The Afghan - Frederick Forsyth

The Afghan is Izmat Khan, a five-year prisoner of Guantanamo Bay and a former senior commander of the Taliban. The Afghan is also Colonel Mike Martin, a 25-year veteran of war zones around the world, a dark, lean man born and raised in Iraq. When British and American intelligence catch wind of a major Al Qaeda operation in the works, they need inside information ... (£6.99)

REISSUES

The Story of a Shipwrecked Sailor - Gabriel Garcia Marquez

Marquez's first major, and controversial, work, published in a Colombian newspaper in 1955 and then in book form in 1970. In 1955, eight crew members of a Colombian destroyer were swept overboard. Velasco alone survived, drifting on a raft for ten days without food or water. (£7.99)

Young Bess - Margaret Irwin

Growing up in the shadow of her dead mother, young Princess Elizabeth has learnt to be continuously on the watch for the political games played out around her. It is never certain when one might rise in, or precariously fall out of, royal favour. The first book of Irwin's historical trilogy about Elizabeth I. (£7.99)

NON-FICTION

BIOGRAPHY

Growing Out of Trouble - Montagu Don

Monty Don's own experience of recovering from depression and maintaining his sanity through gardening led him to set up an unusual project. In 2005, he began working with a group of disaffected young people. (£7.99)

Hello - Leslie Phillips

Best known for his comic roles in the Carry On and Doctor series, he took the decision in later life to take on more serious roles in films such as Empire of the Sun, Out of Africa and Scandal, as well as performing in plays such as The Cherry Orchard. Packed with hilarious anecdotes, in this long-awaited autobiography he recalls some of the great characters he has worked with, and also highlights how different he is in real life from his onscreen persona as a bounder. (£8.99)

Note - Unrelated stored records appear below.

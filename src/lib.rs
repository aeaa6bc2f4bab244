pub mod chart_reader;
pub mod config;
pub mod console_display;
pub mod coordinator;
pub mod engine;
pub mod hit_detector;
pub mod indicator;
pub mod layout;
pub mod model;
pub mod progress;
pub mod renderer;
pub mod score;
pub mod simulator;
pub mod types;
pub mod visibility;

Sheepwrecked - Jackie Moffat

Sequel to "Funny Farm" - the trials and tribulations, the occasional pitfall and the many pleasures of running a small working farm in the Eden Valley. (£6.99)

Mr Nice and Mrs Marks: Adventures with Howard - Judy Marks

"I have long wanted to write a book about my life and the extraordinary years I spent with my husband Howard Marks. I feel now is the time. I want to write it from a woman's perspective and describe what it was like to be married to such a charismatic drug smuggler." - Judy Marks Howard. (£7.99)

CURRENT AFFAIRS

Interventions - Noam Chomsky

Chomsky cogently examines the burning issues of our post-9/11 world, covering the invasion and occupation of Iraq, the Bush presidency and the Israeli invasion of Lebanon. (£12.99)

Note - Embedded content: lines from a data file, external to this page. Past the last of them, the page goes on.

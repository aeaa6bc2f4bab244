use serde::{Deserialize, Serialize};
use std::fmt;
use std::time::Instant;

// ─── Timeline events ────────────────────────────────────────────────────────

/// One expected pitch segment of the reference melody.
#[derive(Debug, Clone, Copy, PartialEq, Eq, Serialize, Deserialize)]
pub struct PitchEvent {
    /// Start time in milliseconds from the beginning of playback
    #[serde(rename = "s")]
    pub start_ms: i64,
    /// Length in milliseconds, never negative in a loaded model
    #[serde(rename = "d")]
    pub duration_ms: i64,
    /// Target MIDI note number, 0–127
    #[serde(rename = "p")]
    pub pitch: i32,
}

impl PitchEvent {
    pub fn new(start_ms: i64, duration_ms: i64, pitch: i32) -> Self {
        Self {
            start_ms,
            duration_ms,
            pitch,
        }
    }

    pub fn end_ms(&self) -> i64 {
        self.start_ms.saturating_add(self.duration_ms)
    }

    pub fn contains(&self, time_ms: i64) -> bool {
        time_ms >= self.start_ms && time_ms <= self.end_ms()
    }
}

impl fmt::Display for PitchEvent {
    fn fmt(&self, f: &mut fmt::Formatter<'_>) -> fmt::Result {
        write!(
            f,
            "[{:>7}ms +{:>5}ms] {:>3} ({})",
            self.start_ms,
            self.duration_ms,
            self.pitch,
            midi_note_name(self.pitch)
        )
    }
}

// ─── Geometry ───────────────────────────────────────────────────────────────

/// Axis-aligned rectangle in pixels. y grows downward.
#[derive(Debug, Clone, Copy, Default, PartialEq, Serialize, Deserialize)]
pub struct Rect {
    pub left: f32,
    pub top: f32,
    pub right: f32,
    pub bottom: f32,
}

impl Rect {
    pub fn new(left: f32, top: f32, right: f32, bottom: f32) -> Self {
        Self {
            left,
            top,
            right,
            bottom,
        }
    }

    pub fn width(&self) -> f32 {
        self.right - self.left
    }

    pub fn height(&self) -> f32 {
        self.bottom - self.top
    }

    /// Same rectangle moved left by `dx` (content → screen space).
    pub fn shifted_x(&self, dx: f32) -> Rect {
        Rect {
            left: self.left - dx,
            top: self.top,
            right: self.right - dx,
            bottom: self.bottom,
        }
    }
}

/// Content-space rectangle recording where the singer matched an event.
pub type FeedbackRegion = Rect;

/// Padding around the drawable area, in pixels.
#[derive(Debug, Clone, Copy, Default, PartialEq, Serialize, Deserialize)]
pub struct Padding {
    pub left: f32,
    pub top: f32,
    pub right: f32,
    pub bottom: f32,
}

/// Size of the host surface the renderer draws into.
#[derive(Debug, Clone, Copy, PartialEq, Serialize, Deserialize)]
pub struct Viewport {
    pub width: f32,
    pub height: f32,
    pub padding: Padding,
    /// Pixels per density-independent unit
    pub density: f32,
}

impl Viewport {
    pub fn new(width: f32, height: f32, padding: Padding, density: f32) -> Self {
        Self {
            width,
            height,
            padding,
            density,
        }
    }

    /// Convert density-independent units to pixels, rounded the way
    /// display metrics round.
    pub fn dp(&self, dp: f32) -> f32 {
        dp * self.density + 0.5
    }

    /// Left edge of the scrolled content area.
    pub fn left_edge(&self) -> f32 {
        self.padding.left
    }

    /// Right edge of the scrolled content area.
    pub fn right_edge(&self) -> f32 {
        self.width - self.padding.right
    }

    /// Lowest drawable y.
    pub fn bottom_edge(&self) -> f32 {
        self.height - self.padding.bottom
    }
}

impl Default for Viewport {
    fn default() -> Self {
        Self::new(0.0, 0.0, Padding::default(), 1.0)
    }
}

// ─── Inter-thread messages ──────────────────────────────────────────────────

/// Inputs delivered to the coordinator from producer threads.
///
/// Playback progress is not in here: it travels through a
/// [`ProgressSlot`](crate::progress::ProgressSlot) so the update loop always
/// sees the latest value rather than a backlog.
#[derive(Debug, Clone)]
pub enum EngineInput {
    Load(Vec<PitchEvent>),
    PitchSample { time_ms: i64, pitch: i32 },
    Score { score: i32, sentence_index: i32 },
    Resize(Viewport),
    Shutdown,
}

// ─── Session clock ──────────────────────────────────────────────────────────

/// Monotonic wall clock for the render loop.
#[derive(Clone)]
pub struct SessionClock {
    start: Instant,
}

impl SessionClock {
    pub fn new() -> Self {
        Self {
            start: Instant::now(),
        }
    }

    pub fn now_ms(&self) -> u64 {
        self.start.elapsed().as_millis() as u64
    }
}

impl Default for SessionClock {
    fn default() -> Self {
        Self::new()
    }
}

// ─── Constants ──────────────────────────────────────────────────────────────

pub const MIN_MIDI_PITCH: i32 = 0;
pub const MAX_MIDI_PITCH: i32 = 127;

const NOTE_NAMES: [&str; 12] = [
    "C", "C#", "D", "D#", "E", "F", "F#", "G", "G#", "A", "A#", "B",
];

/// "C4"-style name for a MIDI note number.
pub fn midi_note_name(pitch: i32) -> String {
    let name = NOTE_NAMES[pitch.rem_euclid(12) as usize];
    let octave = pitch.div_euclid(12) - 1;
    format!("{}{}", name, octave)
}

Al-Qaeda: The True Story of Radical Islam - Jason Burke

To most in the West, 'al-Qaeda' is seen as a deadly, highly organised fanatical group masterminded by Osama bin Laden. Burke demonstrates that in fact 'al-Qaeda' is merely a convenient label applied by the West to a far broader - and thus more dangerous - phenomenon of Islamic militancy, and shows how eradicating a single figure or group will do nothing to combat terrorism. (£8.99)

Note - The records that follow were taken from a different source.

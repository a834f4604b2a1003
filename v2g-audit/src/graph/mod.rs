//! Schematic Topology Graph
//!
//! An undirected graph of junction points and symbol instances, stored as a
//! node table, an edge list and a per-node neighbour index. The graph is
//! assembled once (by [`builder::GraphBuilder`] or [`Graph::from_parts`]) and
//! never mutated afterwards, so verifiers can share it freely.
//!
//! Parallel edges are kept in the edge list but collapse in the neighbour
//! index: degree and neighbours describe the simple graph.

pub mod builder;

use petgraph::unionfind::UnionFind;
use serde::{Deserialize, Serialize};
use std::collections::{BTreeMap, HashMap, HashSet};
use std::fmt;
use thiserror::Error;

use crate::geometry::Point;
use crate::symbols::SymbolLabel;

pub use builder::{BuildTolerances, GraphBuilder};

/// Position of a node in the node table.
pub type NodeIndex = usize;

/// Violations of the graph invariants.
///
/// These indicate a bug in whatever assembled the graph, not a rule failure.
#[derive(Debug, Error, PartialEq)]
pub enum GraphError {
    #[error("Duplicate node id: {0}")]
    DuplicateNode(String),

    #[error("Edge {u} -- {v} references unknown node {missing}")]
    UnknownNode {
        u: String,
        v: String,
        missing: String,
    },

    #[error("Self-loop on node {0}")]
    SelfLoop(String),

    #[error("GROUND_CONN edge {u} -- {v} must join a GROUND node to an ENDPOINT node")]
    InvalidGroundConn { u: String, v: String },
}

/// Node type: a synthetic wire junction or a labelled symbol.
#[derive(Debug, Clone, PartialEq, Eq, Hash, Serialize, Deserialize)]
#[serde(from = "String", into = "String")]
pub enum NodeType {
    Endpoint,
    Symbol(SymbolLabel),
}

impl NodeType {
    pub fn is_endpoint(&self) -> bool {
        matches!(self, NodeType::Endpoint)
    }

    pub fn is_label(&self, label: &SymbolLabel) -> bool {
        matches!(self, NodeType::Symbol(l) if l == label)
    }

    pub fn as_str(&self) -> &str {
        match self {
            NodeType::Endpoint => "ENDPOINT",
            NodeType::Symbol(label) => label.as_str(),
        }
    }
}

impl From<String> for NodeType {
    fn from(s: String) -> Self {
        if s == "ENDPOINT" {
            NodeType::Endpoint
        } else {
            NodeType::Symbol(SymbolLabel::from(s))
        }
    }
}

impl From<NodeType> for String {
    fn from(t: NodeType) -> Self {
        match t {
            NodeType::Endpoint => "ENDPOINT".to_string(),
            NodeType::Symbol(label) => label.into(),
        }
    }
}

impl fmt::Display for NodeType {
    fn fmt(&self, f: &mut fmt::Formatter<'_>) -> fmt::Result {
        f.write_str(self.as_str())
    }
}

/// Known node attributes. Absent fields stay absent in JSON.
#[derive(Debug, Clone, Default, PartialEq, Serialize, Deserialize)]
pub struct NodeAttrs {
    /// Original symbol name from the drawing
    #[serde(default, skip_serializing_if = "Option::is_none")]
    pub name: Option<String>,

    /// Attached text annotations, in arrival order
    #[serde(default, skip_serializing_if = "Vec::is_empty")]
    pub texts: Vec<String>,

    #[serde(default, skip_serializing_if = "Option::is_none")]
    pub polarity: Option<String>,
}

#[derive(Debug, Clone, PartialEq, Serialize, Deserialize)]
pub struct Node {
    pub id: String,
    #[serde(rename = "type")]
    pub node_type: NodeType,
    pub x: f64,
    pub y: f64,
    #[serde(default)]
    pub attrs: NodeAttrs,
}

impl Node {
    pub fn new(id: impl Into<String>, node_type: NodeType, at: Point) -> Self {
        Self {
            id: id.into(),
            node_type,
            x: at.x,
            y: at.y,
            attrs: NodeAttrs::default(),
        }
    }

    pub fn endpoint(id: impl Into<String>, at: Point) -> Self {
        Self::new(id, NodeType::Endpoint, at)
    }

    pub fn symbol(id: impl Into<String>, label: SymbolLabel, at: Point) -> Self {
        Self::new(id, NodeType::Symbol(label), at)
    }

    pub fn with_name(mut self, name: impl Into<String>) -> Self {
        self.attrs.name = Some(name.into());
        self
    }

    pub fn with_polarity(mut self, polarity: impl Into<String>) -> Self {
        self.attrs.polarity = Some(polarity.into());
        self
    }

    pub fn with_text(mut self, text: impl Into<String>) -> Self {
        self.attrs.texts.push(text.into());
        self
    }

    pub fn position(&self) -> Point {
        Point::new(self.x, self.y)
    }
}

#[derive(Debug, Clone, Copy, PartialEq, Eq, Hash, PartialOrd, Ord, Serialize, Deserialize)]
#[serde(rename_all = "SCREAMING_SNAKE_CASE")]
pub enum EdgeKind {
    Wire,
    GroundConn,
}

impl EdgeKind {
    pub fn as_str(&self) -> &'static str {
        match self {
            EdgeKind::Wire => "WIRE",
            EdgeKind::GroundConn => "GROUND_CONN",
        }
    }
}

#[derive(Debug, Clone, Copy, PartialEq, Eq, Serialize, Deserialize)]
pub struct EdgeAttrs {
    pub kind: EdgeKind,
}

#[derive(Debug, Clone, PartialEq, Serialize, Deserialize)]
pub struct Edge {
    pub u: String,
    pub v: String,
    pub attrs: EdgeAttrs,
}

impl Edge {
    pub fn new(u: impl Into<String>, v: impl Into<String>, kind: EdgeKind) -> Self {
        Self {
            u: u.into(),
            v: v.into(),
            attrs: EdgeAttrs { kind },
        }
    }

    pub fn kind(&self) -> EdgeKind {
        self.attrs.kind
    }
}

/// Wire format of a graph: `{nodes: [...], edges: [...]}`.
///
/// Unvalidated; convert with `Graph::try_from`.
#[derive(Debug, Clone, Default, Serialize, Deserialize)]
pub struct GraphData {
    #[serde(default)]
    pub nodes: Vec<Node>,
    #[serde(default)]
    pub edges: Vec<Edge>,
}

#[derive(Debug, Clone, Default, Serialize, Deserialize)]
#[serde(try_from = "GraphData", into = "GraphData")]
pub struct Graph {
    nodes: Vec<Node>,
    edges: Vec<Edge>,
    /// Node-table positions of each edge's `(u, v)`
    edge_ends: Vec<(NodeIndex, NodeIndex)>,
    index: HashMap<String, NodeIndex>,
    /// Distinct neighbours per node, in first-seen order
    adjacency: Vec<Vec<NodeIndex>>,
}

impl Graph {
    pub fn empty() -> Self {
        Self::default()
    }

    /// Assemble a graph, checking id uniqueness, edge references and
    /// self-loops.
    pub fn from_parts(nodes: Vec<Node>, edges: Vec<Edge>) -> Result<Self, GraphError> {
        let mut index = HashMap::with_capacity(nodes.len());
        for (i, node) in nodes.iter().enumerate() {
            if index.insert(node.id.clone(), i).is_some() {
                return Err(GraphError::DuplicateNode(node.id.clone()));
            }
        }

        let mut edge_ends = Vec::with_capacity(edges.len());
        for edge in &edges {
            let lookup = |id: &str| {
                index.get(id).copied().ok_or_else(|| GraphError::UnknownNode {
                    u: edge.u.clone(),
                    v: edge.v.clone(),
                    missing: id.to_string(),
                })
            };
            let u = lookup(&edge.u)?;
            let v = lookup(&edge.v)?;
            if u == v {
                return Err(GraphError::SelfLoop(edge.u.clone()));
            }
            if edge.kind() == EdgeKind::GroundConn && !joins_ground_to_endpoint(&nodes[u], &nodes[v]) {
                return Err(GraphError::InvalidGroundConn {
                    u: edge.u.clone(),
                    v: edge.v.clone(),
                });
            }
            edge_ends.push((u, v));
        }

        let adjacency = build_adjacency(nodes.len(), &edge_ends);
        Ok(Self {
            nodes,
            edges,
            edge_ends,
            index,
            adjacency,
        })
    }

    pub fn nodes(&self) -> &[Node] {
        &self.nodes
    }

    pub fn edges(&self) -> &[Edge] {
        &self.edges
    }

    pub fn node(&self, idx: NodeIndex) -> &Node {
        &self.nodes[idx]
    }

    pub fn node_by_id(&self, id: &str) -> Option<&Node> {
        self.index_of(id).map(|idx| &self.nodes[idx])
    }

    pub fn index_of(&self, id: &str) -> Option<NodeIndex> {
        self.index.get(id).copied()
    }

    pub fn node_count(&self) -> usize {
        self.nodes.len()
    }

    pub fn edge_count(&self) -> usize {
        self.edges.len()
    }

    pub fn is_empty(&self) -> bool {
        self.nodes.is_empty()
    }

    /// Edges paired with the node-table positions of their ends.
    pub fn edge_endpoints(&self) -> impl Iterator<Item = (&Edge, NodeIndex, NodeIndex)> {
        self.edges
            .iter()
            .zip(&self.edge_ends)
            .map(|(e, &(u, v))| (e, u, v))
    }

    /// Number of distinct neighbours.
    pub fn degree(&self, idx: NodeIndex) -> usize {
        self.adjacency[idx].len()
    }

    pub fn neighbors(&self, idx: NodeIndex) -> &[NodeIndex] {
        &self.adjacency[idx]
    }

    /// Node-table positions of every node carrying `label`.
    pub fn nodes_with_label<'a>(
        &'a self,
        label: &'a SymbolLabel,
    ) -> impl Iterator<Item = NodeIndex> + 'a {
        self.nodes
            .iter()
            .enumerate()
            .filter(move |(_, n)| n.node_type.is_label(label))
            .map(|(i, _)| i)
    }

    /// Partition of the node table into connected components.
    ///
    /// Components are ordered by their lowest node index and list their
    /// members in node-table order.
    pub fn connected_components(&self) -> Vec<Vec<NodeIndex>> {
        let mut sets = UnionFind::<usize>::new(self.nodes.len());
        for &(u, v) in &self.edge_ends {
            sets.union(u, v);
        }

        let mut by_root: HashMap<usize, usize> = HashMap::new();
        let mut components: Vec<Vec<NodeIndex>> = Vec::new();
        for idx in 0..self.nodes.len() {
            let root = sets.find(idx);
            let slot = *by_root.entry(root).or_insert_with(|| {
                components.push(Vec::new());
                components.len() - 1
            });
            components[slot].push(idx);
        }
        components
    }

    /// Subgraph on `keep` with every edge whose ends are both kept.
    ///
    /// Kept nodes retain their relative order from this graph.
    pub fn induced_subgraph(&self, keep: &HashSet<NodeIndex>) -> Graph {
        let mut remap: HashMap<NodeIndex, NodeIndex> = HashMap::with_capacity(keep.len());
        let mut nodes = Vec::with_capacity(keep.len());
        for (idx, node) in self.nodes.iter().enumerate() {
            if keep.contains(&idx) {
                remap.insert(idx, nodes.len());
                nodes.push(node.clone());
            }
        }

        let mut edges = Vec::new();
        let mut edge_ends = Vec::new();
        for (edge, u, v) in self.edge_endpoints() {
            if let (Some(&nu), Some(&nv)) = (remap.get(&u), remap.get(&v)) {
                edges.push(edge.clone());
                edge_ends.push((nu, nv));
            }
        }

        let index = nodes
            .iter()
            .enumerate()
            .map(|(i, n)| (n.id.clone(), i))
            .collect();
        let adjacency = build_adjacency(nodes.len(), &edge_ends);
        Graph {
            nodes,
            edges,
            edge_ends,
            index,
            adjacency,
        }
    }

    pub fn stats(&self) -> GraphStats {
        let mut node_types = BTreeMap::new();
        for node in &self.nodes {
            *node_types.entry(node.node_type.to_string()).or_insert(0) += 1;
        }
        let mut edge_kinds = BTreeMap::new();
        for edge in &self.edges {
            *edge_kinds.entry(edge.kind().as_str().to_string()).or_insert(0) += 1;
        }
        GraphStats {
            node_count: self.nodes.len(),
            edge_count: self.edges.len(),
            node_types,
            edge_kinds,
        }
    }
}

fn joins_ground_to_endpoint(a: &Node, b: &Node) -> bool {
    let ground = |n: &Node| n.node_type.is_label(&SymbolLabel::Ground);
    (ground(a) && b.node_type.is_endpoint()) || (ground(b) && a.node_type.is_endpoint())
}

fn build_adjacency(node_count: usize, edge_ends: &[(NodeIndex, NodeIndex)]) -> Vec<Vec<NodeIndex>> {
    let mut adjacency = vec![Vec::new(); node_count];
    for &(u, v) in edge_ends {
        if !adjacency[u].contains(&v) {
            adjacency[u].push(v);
        }
        if !adjacency[v].contains(&u) {
            adjacency[v].push(u);
        }
    }
    adjacency
}

impl TryFrom<GraphData> for Graph {
    type Error = GraphError;

    fn try_from(data: GraphData) -> Result<Self, Self::Error> {
        Graph::from_parts(data.nodes, data.edges)
    }
}

impl From<Graph> for GraphData {
    fn from(graph: Graph) -> Self {
        GraphData {
            nodes: graph.nodes,
            edges: graph.edges,
        }
    }
}

/// Node-type and edge-kind histograms.
#[derive(Debug, Clone, PartialEq, Serialize, Deserialize)]
pub struct GraphStats {
    pub node_count: usize,
    pub edge_count: usize,
    pub node_types: BTreeMap<String, usize>,
    pub edge_kinds: BTreeMap<String, usize>,
}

Turning Back the Clock - Umberto Eco

With his customary sharpness and wit, Umberto Eco explains the tragic steps backwards that have been taken since 2000. After the Cold War, the "Hot War" has made its come-back in Afghanistan and Iraq. Exhuming Kipling's "Great Game", we have gone back to the clash between Islam and Christianity. This book proposes not so much that we resume a forward march, but at the very least that we cease marching backwards. (£16.99)

50 Facts That Should Change the World - Jessica Williams

Updated and revised edition of Jessica Williams' hugely praised international bestseller. (£8.99)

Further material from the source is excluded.